+++ DATASET EXCERPTS +++

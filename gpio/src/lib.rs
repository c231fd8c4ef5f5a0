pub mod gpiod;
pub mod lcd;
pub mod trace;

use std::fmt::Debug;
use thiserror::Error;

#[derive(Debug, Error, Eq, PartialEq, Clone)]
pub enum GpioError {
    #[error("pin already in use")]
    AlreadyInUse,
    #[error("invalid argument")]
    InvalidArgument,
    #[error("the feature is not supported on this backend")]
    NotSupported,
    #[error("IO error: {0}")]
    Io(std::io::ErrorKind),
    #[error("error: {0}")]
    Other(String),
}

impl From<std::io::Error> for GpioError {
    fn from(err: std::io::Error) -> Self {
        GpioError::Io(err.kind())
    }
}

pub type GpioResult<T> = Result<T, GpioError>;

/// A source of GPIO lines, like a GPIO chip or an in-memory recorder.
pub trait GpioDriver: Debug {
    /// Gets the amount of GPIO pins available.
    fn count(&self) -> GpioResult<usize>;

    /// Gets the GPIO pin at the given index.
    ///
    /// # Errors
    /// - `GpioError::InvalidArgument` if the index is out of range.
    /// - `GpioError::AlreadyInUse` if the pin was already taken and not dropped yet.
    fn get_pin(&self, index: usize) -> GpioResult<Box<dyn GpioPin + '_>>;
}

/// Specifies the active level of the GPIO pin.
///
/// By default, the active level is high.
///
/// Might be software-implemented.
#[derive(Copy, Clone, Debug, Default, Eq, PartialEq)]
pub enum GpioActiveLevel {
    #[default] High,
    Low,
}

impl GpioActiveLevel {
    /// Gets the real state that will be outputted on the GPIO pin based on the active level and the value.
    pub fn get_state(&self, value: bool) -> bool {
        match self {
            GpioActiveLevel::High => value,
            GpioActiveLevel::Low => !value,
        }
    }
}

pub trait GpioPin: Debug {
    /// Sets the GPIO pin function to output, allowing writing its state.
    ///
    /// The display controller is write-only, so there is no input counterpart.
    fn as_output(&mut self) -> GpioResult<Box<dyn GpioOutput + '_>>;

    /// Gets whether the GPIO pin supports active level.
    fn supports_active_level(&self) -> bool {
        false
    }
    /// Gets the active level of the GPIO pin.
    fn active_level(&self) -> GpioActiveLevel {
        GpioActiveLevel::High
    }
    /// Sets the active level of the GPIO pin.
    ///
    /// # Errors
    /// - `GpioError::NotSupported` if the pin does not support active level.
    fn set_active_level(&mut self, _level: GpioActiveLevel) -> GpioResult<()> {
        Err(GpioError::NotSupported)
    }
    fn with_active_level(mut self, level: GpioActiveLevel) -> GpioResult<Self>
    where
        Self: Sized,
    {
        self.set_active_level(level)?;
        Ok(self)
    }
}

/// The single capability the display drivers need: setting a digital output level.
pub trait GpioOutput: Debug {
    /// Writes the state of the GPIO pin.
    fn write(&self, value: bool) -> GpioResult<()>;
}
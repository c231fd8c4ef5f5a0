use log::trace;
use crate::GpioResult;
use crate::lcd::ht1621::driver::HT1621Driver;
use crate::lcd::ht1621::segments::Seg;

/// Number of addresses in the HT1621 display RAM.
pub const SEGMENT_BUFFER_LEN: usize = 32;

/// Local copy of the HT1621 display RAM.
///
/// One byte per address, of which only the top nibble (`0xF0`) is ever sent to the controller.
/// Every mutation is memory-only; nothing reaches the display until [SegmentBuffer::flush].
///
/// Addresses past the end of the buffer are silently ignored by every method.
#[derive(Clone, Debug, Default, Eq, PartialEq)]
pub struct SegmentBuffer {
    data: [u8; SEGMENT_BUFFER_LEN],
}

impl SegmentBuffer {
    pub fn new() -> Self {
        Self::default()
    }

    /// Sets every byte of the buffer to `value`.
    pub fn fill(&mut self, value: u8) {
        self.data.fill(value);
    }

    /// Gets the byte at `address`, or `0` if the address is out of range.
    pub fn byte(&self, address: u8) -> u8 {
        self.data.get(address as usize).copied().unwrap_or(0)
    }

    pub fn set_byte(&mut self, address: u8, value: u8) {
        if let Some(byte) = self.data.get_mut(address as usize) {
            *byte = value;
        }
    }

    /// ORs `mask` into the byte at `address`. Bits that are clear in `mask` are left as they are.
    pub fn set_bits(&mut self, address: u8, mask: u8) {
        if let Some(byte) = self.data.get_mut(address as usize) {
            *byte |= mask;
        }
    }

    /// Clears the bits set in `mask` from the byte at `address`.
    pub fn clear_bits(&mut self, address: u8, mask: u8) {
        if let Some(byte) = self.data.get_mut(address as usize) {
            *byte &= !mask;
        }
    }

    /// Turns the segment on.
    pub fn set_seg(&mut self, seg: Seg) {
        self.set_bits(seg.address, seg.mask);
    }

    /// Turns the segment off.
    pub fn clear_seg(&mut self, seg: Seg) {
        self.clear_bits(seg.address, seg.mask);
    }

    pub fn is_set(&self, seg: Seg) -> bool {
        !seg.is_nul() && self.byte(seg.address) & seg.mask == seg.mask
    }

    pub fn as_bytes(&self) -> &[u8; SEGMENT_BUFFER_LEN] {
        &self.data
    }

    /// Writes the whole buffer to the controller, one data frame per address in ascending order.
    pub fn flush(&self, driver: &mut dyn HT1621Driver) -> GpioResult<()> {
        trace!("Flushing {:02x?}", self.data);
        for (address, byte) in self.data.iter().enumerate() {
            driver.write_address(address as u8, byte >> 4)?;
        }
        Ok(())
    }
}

+++

**YOUR ASSIGNMENT**
Each line above needs to be returned exactly as it is.

**EXERCISE OUTPUT**
filename gpio/src/lib.rs
repository c231fd8c4ef5f5a0
pub mod gpiod;
pub mod lcd;
pub mod trace;

use std::fmt::Debug;
use thiserror::Error;

#[derive(Debug, Error, Eq, PartialEq, Clone)]
pub enum GpioError {
    #[error("pin already in use")]
    AlreadyInUse,
    #[error("invalid argument")]
    InvalidArgument,
    #[error("the feature is not supported on this backend")]
    NotSupported,
    #[error("IO error: {0}")]
    Io(std::io::ErrorKind),
    #[error("error: {0}")]
    Other(String),
}

impl From<std::io::Error> for GpioError {
    fn from(err: std::io::Error) -> Self {
        GpioError::Io(err.kind())
    }
}

pub type GpioResult<T> = Result<T, GpioError>;

/// A source of GPIO lines, like a GPIO chip or an in-memory recorder.
pub trait GpioDriver: Debug {
    /// Gets the amount of GPIO pins available.
    fn count(&self) -> GpioResult<usize>;

    /// Gets the GPIO pin at the given index.
    ///
    /// # Errors
    /// - `GpioError::InvalidArgument` if the index is out of range.
    /// - `GpioError::AlreadyInUse` if the pin was already taken and not dropped yet.
    fn get_pin(&self, index: usize) -> GpioResult<Box<dyn GpioPin + '_>>;
}

/// Specifies the active level of the GPIO pin.
///
/// By default, the active level is high.
///
/// Might be software-implemented.
#[derive(Copy, Clone, Debug, Default, Eq, PartialEq)]
pub enum GpioActiveLevel {
    #[default] High,
    Low,
}

impl GpioActiveLevel {
    /// Gets the real state that will be outputted on the GPIO pin based on the active level and the value.
    pub fn get_state(&self, value: bool) -> bool {
        match self {
            GpioActiveLevel::High => value,
            GpioActiveLevel::Low => !value,
        }
    }
}

pub trait GpioPin: Debug {
    /// Sets the GPIO pin function to output, allowing writing its state.
    ///
    /// The display controller is write-only, so there is no input counterpart.
    fn as_output(&mut self) -> GpioResult<Box<dyn GpioOutput + '_>>;

    /// Gets whether the GPIO pin supports active level.
    fn supports_active_level(&self) -> bool {
        false
    }
    /// Gets the active level of the GPIO pin.
    fn active_level(&self) -> GpioActiveLevel {
        GpioActiveLevel::High
    }
    /// Sets the active level of the GPIO pin.
    ///
    /// # Errors
    /// - `GpioError::NotSupported` if the pin does not support active level.
    fn set_active_level(&mut self, _level: GpioActiveLevel) -> GpioResult<()> {
        Err(GpioError::NotSupported)
    }
    fn with_active_level(mut self, level: GpioActiveLevel) -> GpioResult<Self>
    where
        Self: Sized,
    {
        self.set_active_level(level)?;
        Ok(self)
    }
}

/// The single capability the display drivers need: setting a digital output level.
pub trait GpioOutput: Debug {
    /// Writes the state of the GPIO pin.
    fn write(&self, value: bool) -> GpioResult<()>;
}
repository c231fd8c4ef5f5a0
use log::trace;
use crate::GpioResult;
use crate::lcd::ht1621::driver::HT1621Driver;
use crate::lcd::ht1621::segments::Seg;

/// Number of addresses in the HT1621 display RAM.
pub const SEGMENT_BUFFER_LEN: usize = 32;

/// Local copy of the HT1621 display RAM.
///
/// One byte per address, of which only the top nibble (`0xF0`) is ever sent to the controller.
/// Every mutation is memory-only; nothing reaches the display until [SegmentBuffer::flush].
///
/// Addresses past the end of the buffer are silently ignored by every method.
#[derive(Clone, Debug, Default, Eq, PartialEq)]
pub struct SegmentBuffer {
    data: [u8; SEGMENT_BUFFER_LEN],
}

impl SegmentBuffer {
    pub fn new() -> Self {
        Self::default()
    }

    /// Sets every byte of the buffer to `value`.
    pub fn fill(&mut self, value: u8) {
        self.data.fill(value);
    }

    /// Gets the byte at `address`, or `0` if the address is out of range.
    pub fn byte(&self, address: u8) -> u8 {
        self.data.get(address as usize).copied().unwrap_or(0)
    }

    pub fn set_byte(&mut self, address: u8, value: u8) {
        if let Some(byte) = self.data.get_mut(address as usize) {
            *byte = value;
        }
    }

    /// ORs `mask` into the byte at `address`. Bits that are clear in `mask` are left as they are.
    pub fn set_bits(&mut self, address: u8, mask: u8) {
        if let Some(byte) = self.data.get_mut(address as usize) {
            *byte |= mask;
        }
    }

    /// Clears the bits set in `mask` from the byte at `address`.
    pub fn clear_bits(&mut self, address: u8, mask: u8) {
        if let Some(byte) = self.data.get_mut(address as usize) {
            *byte &= !mask;
        }
    }

    /// Turns the segment on.
    pub fn set_seg(&mut self, seg: Seg) {
        self.set_bits(seg.address, seg.mask);
    }

    /// Turns the segment off.
    pub fn clear_seg(&mut self, seg: Seg) {
        self.clear_bits(seg.address, seg.mask);
    }

    pub fn is_set(&self, seg: Seg) -> bool {
        !seg.is_nul() && self.byte(seg.address) & seg.mask == seg.mask
    }

    pub fn as_bytes(&self) -> &[u8; SEGMENT_BUFFER_LEN] {
        &self.data
    }

    /// Writes the whole buffer to the controller, one data frame per address in ascending order.
    pub fn flush(&self, driver: &mut dyn HT1621Driver) -> GpioResult<()> {
        trace!("Flushing {:02x?}", self.data);
        for (address, byte) in self.data.iter().enumerate() {
            driver.write_address(address as u8, byte >> 4)?;
        }
        Ok(())
    }
}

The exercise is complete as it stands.